START Records provided

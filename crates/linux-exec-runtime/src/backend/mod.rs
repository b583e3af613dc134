//! Container engine abstraction.
//!
//! Everything linux-exec asks of the engine goes through [`EngineBackend`],
//! so the registry and runner can be driven by a recording double in tests.

pub mod cli;

pub use cli::CliEngine;

/// Captured result of a short engine query.
#[derive(Debug, Clone, Default, PartialEq, Eq)]
pub struct EngineOutput {
    /// Exit code of the engine process.
    pub exit_code: i32,
    /// Standard output, lossily decoded.
    pub stdout: String,
    /// Standard error, lossily decoded.
    pub stderr: String,
}

impl EngineOutput {
    /// Returns whether the engine exited successfully.
    #[must_use]
    pub const fn success(&self) -> bool {
        self.exit_code == 0
    }
}

/// Where an engine process reads its standard input from.
#[derive(Debug, Clone, PartialEq, Eq)]
pub enum EngineInput {
    /// Share the caller's standard input (terminal sessions).
    Inherit,
    /// Feed the given bytes, then close the stream.
    Bytes(Vec<u8>),
}

/// A container engine reachable through its command-line interface.
pub trait EngineBackend {
    /// Name or path of the engine executable.
    fn program(&self) -> &str;

    /// Returns whether the engine executable can be found.
    fn is_available(&self) -> bool;

    /// Runs the engine with null stdin and captures its output.
    ///
    /// # Errors
    ///
    /// Returns an error if the engine process cannot be spawned.
    fn capture(&self, args: &[String]) -> std::io::Result<EngineOutput>;

    /// Runs the engine with stdout and stderr attached to the caller,
    /// returning its exit code.
    ///
    /// # Errors
    ///
    /// Returns an error if the engine process cannot be spawned or waited on.
    fn execute(&self, args: &[String], input: &EngineInput) -> std::io::Result<i32>;
}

END Records provided

Directions for this task >> All lines from the one that has "fn program(&self) -> &str;" through the end of the material above should be returned exactly; omit the rest.

Answer section >>
    fn program(&self) -> &str;

    /// Returns whether the engine executable can be found.
    fn is_available(&self) -> bool;

    /// Runs the engine with null stdin and captures its output.
    ///
    /// # Errors
    ///
    /// Returns an error if the engine process cannot be spawned.
    fn capture(&self, args: &[String]) -> std::io::Result<EngineOutput>;

    /// Runs the engine with stdout and stderr attached to the caller,
    /// returning its exit code.
    ///
    /// # Errors
    ///
    /// Returns an error if the engine process cannot be spawned or waited on.
    fn execute(&self, args: &[String], input: &EngineInput) -> std::io::Result<i32>;
}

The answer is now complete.